Three Guernicas
Guernica is a small Basque town in Spain. It was bombed mercilessly during the Spanish Civil War by German aircraft – at the demand of Spain’s own leader, the fascist dictator, Francisco Franco, because the town’s inhabitants were not Franco supporters.
The Spanish artist Pablo Picasso (1881-1973) was deeply affected by this monstrous act. He created his large painting, Guernica, as a tribute to the people of this town, and all innocent people who suffer in wars.
Picasso’s Guernica is one of the world’s most famous artworks about war. And yet what do you see in the image? Can you see a single soldier, weapon of war, or battle scene depicted? Why do you think this is? And what do you think the artist is trying to show us about war, instead?
Read the brief descriptions of the image .
Picasso’s (see above)
“(Picasso’s) symbols are archaic: the bull … the gored and speared horse … the broken sword, the surviving flower, and the dove. The only specifically modern elements in Guernica are the mithraic eye of the electric light, and the suggestion that the horse’s body is made of parallel lines of newsprint like a newspaper.” Robert Hughes
Keiskamma Guernica
“The Keiskamma Guernica tells the story of the ongoing painful struggle of rural communities dealing with the AIDS epidemic … Unlike the original Guernica which stands as a powerful protest against the bombing of a small Spanish village and against all war, the Keiskamma Guernica does not depict an instant of horror, but rather a slow eating away at the whole fabric of a community.” Keiskamma Art Project
Dumile Feni (1942-1991) The African Guernica, undated, charcoal on newsprint, 218 x 226 cm. Black Contemporary Art Collection, University of Fort Hare.
Dumile Feni’s
“Like Picasso’s Guernica, Dumile’s Guernica resonates with … images of uncomprehending bewilderment of both humans and animals … Picasso’s Guernica lays bare the futility of war, its wanton cruelty and senseless destruction … Dumile Feni’s Guernica is about a hapless community in a state of siege during the insidious cold war of apartheid.” Moji Mokone
The South African artist Dumile Feni (1942-1991) named his artwork African Guernica (on page 16). In naming it after Picasso’s iconic Guernica, he wanted us to know that he, too, was depicting a war. What kind of war was he referring to?

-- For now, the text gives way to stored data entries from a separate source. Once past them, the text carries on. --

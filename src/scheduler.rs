//! Emission scheduling: replays a run's events to a sink in delay order,
//! sleeping between consecutive events to reproduce their relative spacing

use crate::domain::event::TelemetryEvent;
use crate::infrastructure::log_messages::replay;
use crate::sink::TelemetrySink;
use std::time::Duration;
use tokio_util::sync::CancellationToken;
use tracing::{debug, info, warn};

/// Terminal state of a replay
#[derive(Debug, Clone, Copy, PartialEq, Eq)]
pub enum RunOutcome {
    /// Every event was offered to the sink
    Completed,
    /// The host cut the replay short; the remaining events were not sent
    Cancelled,
}

#[derive(Debug, Clone, Copy, PartialEq, Eq)]
pub struct ReplayReport {
    pub generated: usize,
    pub sent: usize,
    pub failed: usize,
    /// Sum of the waits actually requested between events
    pub scheduled_wait: Duration,
    pub outcome: RunOutcome,
}

impl ReplayReport {
    fn new(generated: usize) -> Self {
        Self {
            generated,
            sent: 0,
            failed: 0,
            scheduled_wait: Duration::ZERO,
            outcome: RunOutcome::Completed,
        }
    }

    /// Events handed to the sink, successfully or not
    pub fn delivered(&self) -> usize {
        self.sent + self.failed
    }
}

/// Order events by delay, keeping insertion order among equal delays
pub fn sort_for_emission(events: &mut [TelemetryEvent]) {
    events.sort_by_key(TelemetryEvent::delay);
}

/// Paces a run's events against a sink under a cancellation token
#[derive(Debug, Clone)]
pub struct EmissionScheduler {
    cancel: CancellationToken,
}

impl EmissionScheduler {
    pub fn new(cancel: CancellationToken) -> Self {
        Self { cancel }
    }

    /// Sort `events` and deliver them at their offsets from the replay start
    ///
    /// A failed send is logged and counted; the replay moves on. Cancellation
    /// is checked while waiting and again right before each send.
    pub async fn replay<S>(&self, mut events: Vec<TelemetryEvent>, sink: &S) -> ReplayReport
    where
        S: TelemetrySink + ?Sized,
    {
        sort_for_emission(&mut events);
        self.replay_sorted(&events, sink).await
    }

    /// Deliver events already in emission order
    pub async fn replay_sorted<S>(&self, events: &[TelemetryEvent], sink: &S) -> ReplayReport
    where
        S: TelemetrySink + ?Sized,
    {
        let mut report = ReplayReport::new(events.len());
        let mut previous_delay = 0u64;

        for event in events {
            let delay = event.delay_millis();
            let wait_ms = delay.checked_sub(previous_delay).unwrap_or_else(|| {
                warn!(delay, previous_delay, "{}", replay::NEGATIVE_WAIT);
                0
            });

            tokio::select! {
                biased;
                _ = self.cancel.cancelled() => {
                    return self.cancelled(report);
                }
                _ = tokio::time::sleep(Duration::from_millis(wait_ms)) => {}
            }
            report.scheduled_wait += Duration::from_millis(wait_ms);
            previous_delay = delay;

            if self.cancel.is_cancelled() {
                return self.cancelled(report);
            }

            debug!("{event}");
            match sink.send(event).await {
                Ok(()) => report.sent += 1,
                Err(e) => {
                    warn!(error = %e, delay, "{}", replay::SEND_FAILED);
                    report.failed += 1;
                }
            }
        }

        if let Err(e) = sink.flush().await {
            warn!(error = %e, "{}", replay::FLUSH_FAILED);
        }

        report
    }

    fn cancelled(&self, mut report: ReplayReport) -> ReplayReport {
        info!(
            sent = report.sent,
            remaining = report.generated - report.delivered(),
            "{}",
            replay::CANCELLED
        );
        report.outcome = RunOutcome::Cancelled;
        report
    }
}
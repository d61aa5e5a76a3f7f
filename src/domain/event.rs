//! Telemetry events: one timed occurrence to be emitted to the sink
//!
//! An event is a common header (delay, identity, duration) plus a closed set
//! of kind-specific fields. Causality between events is expressed only by
//! copied identifiers: a dependency shares its parent's operation and session
//! ids, never a reference to the parent itself.

use crate::domain::identifiers::{
    DelayMillis, DependencyData, DependencyName, NodeId, OperationDuration, OperationId, PageName,
    PageType, SessionId, TenantId, UserId, UserIp,
};
use std::fmt;

/// Identity shared by causally linked events
#[derive(Debug, Clone, PartialEq, Eq, Hash)]
pub struct EventContext {
    pub operation_id: OperationId,
    pub session_id: SessionId,
    pub tenant_id: TenantId,
    pub user_id: UserId,
    pub user_ip: UserIp,
    pub node_id: NodeId,
}

/// Kind-specific payload of an event
#[derive(Debug, Clone, PartialEq, Eq)]
pub enum EventKind {
    /// A UI page opened by a user
    PageView {
        page_name: PageName,
        page_type: PageType,
    },
    /// A server-side call caused by a parent event
    Dependency {
        dependency_name: DependencyName,
        dependency_data: DependencyData,
    },
}

#[derive(Debug, Clone, PartialEq, Eq)]
pub struct TelemetryEvent {
    delay: DelayMillis,
    context: EventContext,
    operation_duration: OperationDuration,
    kind: EventKind,
}

impl TelemetryEvent {
    pub fn page_view(
        delay: DelayMillis,
        page_name: PageName,
        page_type: PageType,
        context: EventContext,
        operation_duration: OperationDuration,
    ) -> Self {
        Self {
            delay,
            context,
            operation_duration,
            kind: EventKind::PageView {
                page_name,
                page_type,
            },
        }
    }

    pub fn dependency(
        delay: DelayMillis,
        dependency_name: DependencyName,
        dependency_data: DependencyData,
        context: EventContext,
        operation_duration: OperationDuration,
    ) -> Self {
        Self {
            delay,
            context,
            operation_duration,
            kind: EventKind::Dependency {
                dependency_name,
                dependency_data,
            },
        }
    }

    /// Dependency inheriting the identity of `parent`
    ///
    /// The user IP is replaced by the loopback address since the dependency
    /// runs on the serving node.
    pub fn dependency_of(
        parent: &TelemetryEvent,
        delay: DelayMillis,
        dependency_name: DependencyName,
        dependency_data: DependencyData,
        operation_duration: OperationDuration,
    ) -> Self {
        let context = EventContext {
            user_ip: UserIp::loopback(),
            ..parent.context.clone()
        };
        Self::dependency(
            delay,
            dependency_name,
            dependency_data,
            context,
            operation_duration,
        )
    }

    pub fn delay(&self) -> DelayMillis {
        self.delay
    }

    pub fn delay_millis(&self) -> u64 {
        self.delay.into_inner()
    }

    pub fn context(&self) -> &EventContext {
        &self.context
    }

    pub fn operation_id(&self) -> &OperationId {
        &self.context.operation_id
    }

    pub fn session_id(&self) -> &SessionId {
        &self.context.session_id
    }

    pub fn tenant_id(&self) -> &TenantId {
        &self.context.tenant_id
    }

    pub fn user_id(&self) -> &UserId {
        &self.context.user_id
    }

    pub fn user_ip(&self) -> &UserIp {
        &self.context.user_ip
    }

    pub fn node_id(&self) -> &NodeId {
        &self.context.node_id
    }

    pub fn operation_duration(&self) -> OperationDuration {
        self.operation_duration
    }

    pub fn kind(&self) -> &EventKind {
        &self.kind
    }

    pub fn is_page_view(&self) -> bool {
        matches!(self.kind, EventKind::PageView { .. })
    }

    pub fn is_dependency(&self) -> bool {
        matches!(self.kind, EventKind::Dependency { .. })
    }
}

/// Textual description used for the debug trace before each send
impl fmt::Display for TelemetryEvent {
    fn fmt(&self, f: &mut fmt::Formatter<'_>) -> fmt::Result {
        match &self.kind {
            EventKind::PageView {
                page_name,
                page_type,
            } => write!(f, "Page, {} - {page_name} - {page_type} - ", self.delay)?,
            EventKind::Dependency {
                dependency_name,
                dependency_data,
            } => write!(
                f,
                "Dependency, {} - {dependency_name} - {dependency_data} - ",
                self.delay
            )?,
        }
        let ctx = &self.context;
        write!(
            f,
            "{} - {} {} - {} - {} - {}",
            ctx.operation_id,
            ctx.session_id,
            ctx.tenant_id,
            ctx.user_id,
            ctx.node_id,
            self.operation_duration.as_secs_f64()
        )
    }
}
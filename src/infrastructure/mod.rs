//! Infrastructure layer for telemetry pulse
//!
//! This module contains cross-cutting concerns shared by the application
//! and the scheduler.

pub mod log_messages;
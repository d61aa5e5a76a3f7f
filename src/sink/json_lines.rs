//! Sink writing one JSON envelope per line

use super::envelope::{EnvelopeDefaults, TelemetryEnvelope};
use super::{SinkError, TelemetrySink};
use crate::domain::event::TelemetryEvent;
use async_trait::async_trait;
use chrono::Utc;
use parking_lot::Mutex;
use std::io::Write;

pub struct JsonLinesSink {
    writer: Mutex<Box<dyn Write + Send>>,
    defaults: EnvelopeDefaults,
}

impl JsonLinesSink {
    pub fn new(writer: impl Write + Send + 'static, defaults: EnvelopeDefaults) -> Self {
        Self {
            writer: Mutex::new(Box::new(writer)),
            defaults,
        }
    }

    pub fn stdout(defaults: EnvelopeDefaults) -> Self {
        Self::new(std::io::stdout(), defaults)
    }
}

#[async_trait]
impl TelemetrySink for JsonLinesSink {
    async fn send(&self, event: &TelemetryEvent) -> Result<(), SinkError> {
        let envelope = TelemetryEnvelope::from_event(event, &self.defaults, Utc::now());
        let line = serde_json::to_string(&envelope)?;
        let mut writer = self.writer.lock();
        writeln!(writer, "{line}")?;
        Ok(())
    }

    async fn flush(&self) -> Result<(), SinkError> {
        self.writer.lock().flush()?;
        Ok(())
    }
}
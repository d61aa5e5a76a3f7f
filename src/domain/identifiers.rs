//! Identifier and measurement types carried by every telemetry event
//!
//! Each value is a validated newtype so that an event can only be assembled
//! from non-empty identifiers and strictly positive delays and durations.

use crate::domain::errors::ValidationError;
use nutype::nutype;
use std::str::FromStr;
use std::time::Duration;
use uuid::Uuid;

/// Correlates the events of one logical operation (trace)
#[nutype(
    validate(not_empty),
    derive(
        Debug,
        Clone,
        PartialEq,
        Eq,
        Hash,
        Serialize,
        Deserialize,
        AsRef,
        Display
    )
)]
pub struct OperationId(String);

impl OperationId {
    pub fn generate() -> Self {
        Self::try_new(Uuid::now_v7().to_string()).expect("UUID strings are never empty")
    }
}

/// Groups the events of one simulated user session
#[nutype(
    validate(not_empty),
    derive(
        Debug,
        Clone,
        PartialEq,
        Eq,
        Hash,
        Serialize,
        Deserialize,
        AsRef,
        Display
    )
)]
pub struct SessionId(String);

impl SessionId {
    pub fn generate() -> Self {
        Self::try_new(Uuid::now_v7().to_string()).expect("UUID strings are never empty")
    }
}

/// Simulated customer organisation
#[nutype(
    validate(not_empty),
    derive(
        Debug,
        Clone,
        PartialEq,
        Eq,
        Hash,
        Serialize,
        Deserialize,
        AsRef,
        Display
    )
)]
pub struct TenantId(String);

/// Simulated user within a tenant
#[nutype(
    validate(not_empty),
    derive(
        Debug,
        Clone,
        PartialEq,
        Eq,
        Hash,
        Serialize,
        Deserialize,
        AsRef,
        Display
    )
)]
pub struct UserId(String);

/// Simulated client network origin (v4 or v6)
#[nutype(
    validate(predicate = |s| std::net::IpAddr::from_str(s).is_ok()),
    derive(
        Debug,
        Clone,
        PartialEq,
        Eq,
        Hash,
        Serialize,
        Deserialize,
        AsRef,
        Display
    )
)]
pub struct UserIp(String);

impl UserIp {
    /// Address used by server-side events, which run next to the node
    pub fn loopback() -> Self {
        Self::try_new("127.0.0.1".to_string()).expect("loopback address is valid")
    }
}

/// Simulated serving node
#[nutype(
    validate(not_empty),
    derive(
        Debug,
        Clone,
        PartialEq,
        Eq,
        Hash,
        Serialize,
        Deserialize,
        AsRef,
        Display
    )
)]
pub struct NodeId(String);

#[nutype(
    validate(not_empty),
    derive(
        Debug,
        Clone,
        PartialEq,
        Eq,
        Hash,
        Serialize,
        Deserialize,
        AsRef,
        Display
    )
)]
pub struct PageName(String);

/// Page family, e.g. `List` or `Card`
#[nutype(
    validate(not_empty),
    derive(
        Debug,
        Clone,
        PartialEq,
        Eq,
        Hash,
        Serialize,
        Deserialize,
        AsRef,
        Display
    )
)]
pub struct PageType(String);

#[nutype(
    validate(not_empty),
    derive(
        Debug,
        Clone,
        PartialEq,
        Eq,
        Hash,
        Serialize,
        Deserialize,
        AsRef,
        Display
    )
)]
pub struct DependencyName(String);

/// Free-form payload describing the downstream call (command text, form name)
#[nutype(
    validate(not_empty),
    derive(
        Debug,
        Clone,
        PartialEq,
        Eq,
        Hash,
        Serialize,
        Deserialize,
        AsRef,
        Display
    )
)]
pub struct DependencyData(String);

/// Offset from run start, in milliseconds, at which an event is emitted
///
/// The sole ordering key of the replay.
#[nutype(
    validate(greater = 0),
    derive(
        Debug,
        Clone,
        Copy,
        PartialEq,
        Eq,
        PartialOrd,
        Ord,
        Hash,
        Serialize,
        Deserialize,
        AsRef,
        Display
    )
)]
pub struct DelayMillis(u64);

impl DelayMillis {
    pub fn as_duration(&self) -> Duration {
        Duration::from_millis(self.into_inner())
    }
}

/// Modelled duration of an occurrence; never zero
#[nutype(
    validate(predicate = |d| !d.is_zero()),
    derive(
        Debug,
        Clone,
        Copy,
        PartialEq,
        Eq,
        PartialOrd,
        Ord,
        Hash,
        Serialize,
        Deserialize,
        AsRef
    )
)]
pub struct OperationDuration(Duration);

impl OperationDuration {
    /// Build from fractional seconds, rejecting zero, negative and non-finite input
    pub fn from_secs_f64(secs: f64) -> Result<Self, ValidationError> {
        let duration = Duration::try_from_secs_f64(secs)
            .map_err(ValidationError::for_field("operation_duration"))?;
        Self::try_new(duration).map_err(ValidationError::for_field("operation_duration"))
    }

    pub fn as_secs_f64(&self) -> f64 {
        self.as_ref().as_secs_f64()
    }
}

#[cfg(test)]
mod tests {
    use super::*;

    #[test]
    fn generated_operation_ids_are_unique() {
        let id1 = OperationId::generate();
        let id2 = OperationId::generate();
        assert_ne!(id1, id2);
    }

    #[test]
    fn generated_session_ids_are_unique() {
        assert_ne!(SessionId::generate(), SessionId::generate());
    }

    #[test]
    fn empty_identifiers_are_rejected() {
        assert!(OperationId::try_new(String::new()).is_err());
        assert!(SessionId::try_new(String::new()).is_err());
        assert!(TenantId::try_new(String::new()).is_err());
        assert!(UserId::try_new(String::new()).is_err());
        assert!(NodeId::try_new(String::new()).is_err());
        assert!(PageName::try_new(String::new()).is_err());
        assert!(PageType::try_new(String::new()).is_err());
        assert!(DependencyName::try_new(String::new()).is_err());
        assert!(DependencyData::try_new(String::new()).is_err());
    }

    #[test]
    fn user_ip_must_parse() {
        assert!(UserIp::try_new("5.184.0.1".to_string()).is_ok());
        assert!(UserIp::try_new("::1".to_string()).is_ok());
        assert!(UserIp::try_new(String::new()).is_err());
        assert!(UserIp::try_new("not-an-ip".to_string()).is_err());
        assert_eq!(UserIp::loopback().as_ref(), "127.0.0.1");
    }

    #[test]
    fn delay_must_be_positive() {
        assert!(DelayMillis::try_new(0).is_err());
        let delay = DelayMillis::try_new(1500).unwrap();
        assert_eq!(delay.as_duration(), Duration::from_millis(1500));
    }

    #[test]
    fn duration_must_be_positive_and_finite() {
        assert!(OperationDuration::from_secs_f64(0.0).is_err());
        assert!(OperationDuration::from_secs_f64(-1.0).is_err());
        assert!(OperationDuration::from_secs_f64(f64::NAN).is_err());
        assert!(OperationDuration::try_new(Duration::ZERO).is_err());

        let duration = OperationDuration::from_secs_f64(0.4).unwrap();
        assert!((duration.as_secs_f64() - 0.4).abs() < 1e-9);
    }
}
use crate::domain::config_types::{
    DrawBound, IntervalSeconds, LogFormat, LogLevel, NodeCount, RunWindowMillis, UsersPerTenant,
};
use crate::sink::{EnvelopeDefaults, SinkKind};
use crate::workload::WorkloadProfile;
use config::{Config, ConfigError, Environment, File};
use serde::Deserialize;
use std::env;
use std::time::Duration;

#[derive(Debug, Deserialize, Clone)]
pub struct Settings {
    pub run: RunSettings,
    pub workload: WorkloadSettings,
    pub schedule: ScheduleSettings,
    pub sink: SinkSettings,
    pub logging: LoggingSettings,
}

#[derive(Debug, Deserialize, Clone)]
pub struct RunSettings {
    pub window_ms: RunWindowMillis,
    pub grace_ms: u64,
    pub number_of_nodes: NodeCount,
    #[serde(default)]
    pub seed: Option<u64>,
}

#[derive(Debug, Deserialize, Clone)]
pub struct WorkloadSettings {
    pub max_tenants: DrawBound,
    pub max_operations: DrawBound,
    pub users_per_tenant: UsersPerTenant,
    pub max_operation_seed: DrawBound,
}

#[derive(Debug, Deserialize, Clone)]
pub struct ScheduleSettings {
    pub interval_secs: IntervalSeconds,
    pub run_on_startup: bool,
    pub run_once: bool,
}

#[derive(Debug, Deserialize, Clone)]
pub struct SinkSettings {
    pub kind: SinkKind,
    pub instrumentation_key: String,
    pub deployment_type: String,
    pub platform_version: String,
}

#[derive(Debug, Deserialize, Clone)]
pub struct LoggingSettings {
    pub level: LogLevel,
    pub format: LogFormat,
}

impl Settings {
    pub fn new() -> Result<Self, ConfigError> {
        let environment = env::var("ENVIRONMENT").unwrap_or_else(|_| "development".to_string());

        let config = Config::builder()
            // Start with default values
            .set_default("run.window_ms", 180_000)?
            .set_default("run.grace_ms", 5_000)?
            .set_default("run.number_of_nodes", 5)?
            .set_default("workload.max_tenants", 9)?
            .set_default("workload.max_operations", 49)?
            .set_default("workload.users_per_tenant", 2)?
            .set_default("workload.max_operation_seed", 99)?
            .set_default("schedule.interval_secs", 420)?
            .set_default("schedule.run_on_startup", false)?
            .set_default("schedule.run_once", false)?
            .set_default("sink.kind", "log")?
            .set_default("sink.instrumentation_key", "")?
            .set_default("sink.deployment_type", "Prod")?
            .set_default("sink.platform_version", "1.0.0.0")?
            .set_default("logging.level", "info")?
            .set_default("logging.format", "pretty")?
            // Add configuration file if it exists
            .add_source(File::with_name("config/default").required(false))
            .add_source(File::with_name(&format!("config/{environment}")).required(false))
            .add_source(File::with_name("config/local").required(false))
            // Add environment variables with prefix
            .add_source(
                Environment::with_prefix("TELEMETRY_PULSE")
                    .separator("__")
                    .try_parsing(true),
            )
            .build()?;

        config.try_deserialize()
    }

    /// Random draw bounds for the workload generator
    pub fn workload_profile(&self) -> WorkloadProfile {
        WorkloadProfile {
            max_delay: self.run.window_ms,
            number_of_nodes: self.run.number_of_nodes,
            max_tenants: self.workload.max_tenants,
            max_operations: self.workload.max_operations,
            users_per_tenant: self.workload.users_per_tenant,
            max_operation_seed: self.workload.max_operation_seed,
        }
    }

    pub fn envelope_defaults(&self) -> EnvelopeDefaults {
        EnvelopeDefaults {
            instrumentation_key: self.sink.instrumentation_key.clone(),
            deployment_type: self.sink.deployment_type.clone(),
            platform_version: self.sink.platform_version.clone(),
        }
    }

    /// Time the host grants a run before cancelling its replay
    pub fn run_budget(&self) -> Duration {
        self.run.window_ms.as_duration() + Duration::from_millis(self.run.grace_ms)
    }
}
//! Workload generation: simulates a random multi-tenant user population and
//! collects every event its operations produce into one run's dataset

pub mod generator;

pub use generator::{GenerationError, Workload, WorkloadGenerator, WorkloadProfile};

The Guernica created by the artists of the Keiskamma
Art Project – a group of over 100 women working as a developmental art collective in the Eastern Cape – is also about a war but, again, not one fought on a battlefield. What kind of war are these artists depicting?
Let’s look at all three images together. How might we compare them?
Look at the characters depicted in these images, starting with the people. Consider the human figures that appear in the Picasso and the Feni versions: In what ways are they different? And how are they alike?
Each image includes a depiction of a baby. Why?
Now look at the animals in these two works. What kinds of animals are in both? Do you think these are meant to suggest an agricultural community, or are they symbolic? Or both?
And why include animals? What might these animals mean in the context of being caught up in a war?
The bull in Picasso’s Guernica is said to represent General Franco himself. Do you think that this explains its relationship in the image to some of the other figures? What do you think the horse might represent? Why?
The colours of all three of the works are limited (despite Picasso’s work being a painting, not a drawing). What colours have been used in each artwork? Why? Look at the kind of spaces the three scenes are set in; is it clear to you where these figures are? Are they in a landscape? A room? What do the different spaces suggest to you?
In each image, are the tonal changes gentle and graded, or dramatic and sudden? What does this convey?
All three of these artworks are very large. Picasso’s Guernica measures an enormous 349 x 776 cm; while Feni’s is 218 x 226 cm; and the Keiskamma Guernica is almost exactly the same size as the Picasso, at 350 x 780 cm. How does size affect the impact of an image? (Think of billboards advertising products outdoors. This will help you to imagine the scale of these images.)